DIT review - Pharm basics Flashcards
Describe the difference between zero-order and first-order velocity in enzyme kinetics (comparing velocity of reaction to concentration of substrate)
- At first, as you increase substrate concentration the reaction velocity increases
- First order velocity – reaction velocity is directly proportional to substrate concentration
- As you add more substrate the enzyme becomes saturated and you cannot increase velocity of reaction
- Zero order velocity – reaction velocity is independent of substrate concentration
Vmax is proprtional to the concentration of what?

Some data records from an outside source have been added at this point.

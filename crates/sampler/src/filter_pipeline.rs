//! Filter criteria and the pipeline that evaluates them.
//!
//! `ItemFilter` is the plain set of optional criteria a caller fills in;
//! `FilterPipeline` is the chain of predicates built from it. An empty
//! pipeline is the identity filter.

use crate::filters::*;
use crate::traits::Predicate;
use catalog::CollectionItem;

/// Optional criteria a picked item has to satisfy.
///
/// ## Usage
/// ```ignore
/// let filter = ItemFilter::new()
///     .with_genre("jazz")
///     .with_year_range(Some(1955), Some(1965));
///
/// let item = sampler.pick_random(&filter)?;
/// ```
#[derive(Debug, Clone, Default, PartialEq, Eq)]
pub struct ItemFilter {
    pub genre: Option<String>,
    pub style: Option<String>,
    pub year: Option<u16>,
    pub artist: Option<String>,
    pub format: Option<String>,
    pub min_year: Option<u16>,
    pub max_year: Option<u16>,
}

/// Blank text never restricts anything, so it counts as "not set"
fn non_blank(value: impl Into<String>) -> Option<String> {
    let value = value.into();
    if value.trim().is_empty() {
        None
    } else {
        Some(value)
    }
}

impl ItemFilter {
    /// The identity filter
    pub fn new() -> Self {
        Self::default()
    }

    pub fn with_genre(mut self, genre: impl Into<String>) -> Self {
        self.genre = non_blank(genre);
        self
    }

    pub fn with_style(mut self, style: impl Into<String>) -> Self {
        self.style = non_blank(style);
        self
    }

    pub fn with_year(mut self, year: u16) -> Self {
        self.year = Some(year);
        self
    }

    pub fn with_artist(mut self, artist: impl Into<String>) -> Self {
        self.artist = non_blank(artist);
        self
    }

    pub fn with_format(mut self, format: impl Into<String>) -> Self {
        self.format = non_blank(format);
        self
    }

    /// Inclusive bounds; either may be left open. No ordering is enforced.
    pub fn with_year_range(mut self, min_year: Option<u16>, max_year: Option<u16>) -> Self {
        self.min_year = min_year;
        self.max_year = max_year;
        self
    }

    /// True when no criterion is set, i.e. every item matches
    pub fn is_identity(&self) -> bool {
        self.genre.is_none()
            && self.style.is_none()
            && self.year.is_none()
            && self.artist.is_none()
            && self.format.is_none()
            && self.min_year.is_none()
            && self.max_year.is_none()
    }

    /// Build the predicate chain for these criteria
    pub fn pipeline(&self) -> FilterPipeline {
        let mut pipeline = FilterPipeline::new();
        if let Some(genre) = &self.genre {
            pipeline = pipeline.add_filter(GenreFilter::new(genre));
        }
        if let Some(style) = &self.style {
            pipeline = pipeline.add_filter(StyleFilter::new(style));
        }
        if let Some(year) = self.year {
            pipeline = pipeline.add_filter(ExactYearFilter::new(year));
        }
        if let Some(format) = &self.format {
            pipeline = pipeline.add_filter(FormatFilter::new(format));
        }
        if let Some(artist) = &self.artist {
            pipeline = pipeline.add_filter(ArtistFilter::new(artist));
        }
        if self.min_year.is_some() || self.max_year.is_some() {
            pipeline = pipeline.add_filter(YearRangeFilter::new(self.min_year, self.max_year));
        }
        pipeline
    }

    /// Evaluate all criteria against one item
    ///
    /// Convenience for one-off checks: a fresh pipeline is built on every
    /// call. Build it once with `pipeline()` when testing many items.
    pub fn matches(&self, item: &CollectionItem) -> bool {
        self.pipeline().matches(item)
    }
}

/// Chains predicates together; an item passes if it passes all of them.
pub struct FilterPipeline {
    filters: Vec<Box<dyn Predicate>>,
}

impl FilterPipeline {
    /// Create a new empty FilterPipeline.
    pub fn new() -> Self {
        Self {
            filters: Vec::new(),
        }
    }

    /// Add a predicate to the pipeline (builder pattern).
    pub fn add_filter(mut self, filter: impl Predicate + 'static) -> Self {
        self.filters.push(Box::new(filter));
        self
    }

    /// An empty pipeline lets everything through
    pub fn is_empty(&self) -> bool {
        self.filters.is_empty()
    }

    pub fn len(&self) -> usize {
        self.filters.len()
    }

    /// Apply all predicates in order, stopping at the first rejection.
    pub fn matches(&self, item: &CollectionItem) -> bool {
        for filter in &self.filters {
            if !filter.matches(item) {
                tracing::debug!("{} rejected item {}", filter.name(), item.id);
                return false;
            }
        }
        true
    }
}

impl Default for FilterPipeline {
    fn default() -> Self {
        Self::new()
    }
}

- Proportional to the enzyme concentration
- After enzyme is saturated, the only way to increase velocity (Vmax) of the reaction is to increase enzyme
What is Km and what is it affected by
- Is the concentration of substrate that brings reaction velocity to half of Vmax
- Is inversely related to the affinity of the enzyme for its substrate
- If enzyme has high affinity for substrate, the slope of the graph will be steeper and Km will be a smaller number
- If enzyme has low affinity for substrate, the slope will be less steep and Km will be a larger number
Label the points on a Lineweaver-Burk plot (Y-intercept, X-intercept, and Slope)
- Y-intercept = 1/Vmax
- X-intercept = 1/-Km
- Slope = Km/Vmax
Using a Lineweaver-Burk plot, interpret what it means when the y-intercept decreases
- Decreased y-intercept = decreased 1/Vmax = increased Vmax, which means that more enzyme was added
Using a Lineweaver-Burk plot, interpret what it means when the x-intercept is moved to the right
X-intercept moved to the right = 1/-Km moving closer to 0 = Km increasing = decreased enzyme affinity for substrate
Describe the changes of a Michaelis-Mentin graph in the case of a competitive and noncompetitive inhibitor
(Changes in Km and Vmax)
- Competitive inhibitor (reversible)
- Resembles substrate and competes for active site on enzyme
- Can be overcome by increasing amount of substrate
- Effects:
- Increases Km – more substrate needed in order to achieve 1/2Vmax
- Does not affect Vmax – can still reach Vmax with increased [S]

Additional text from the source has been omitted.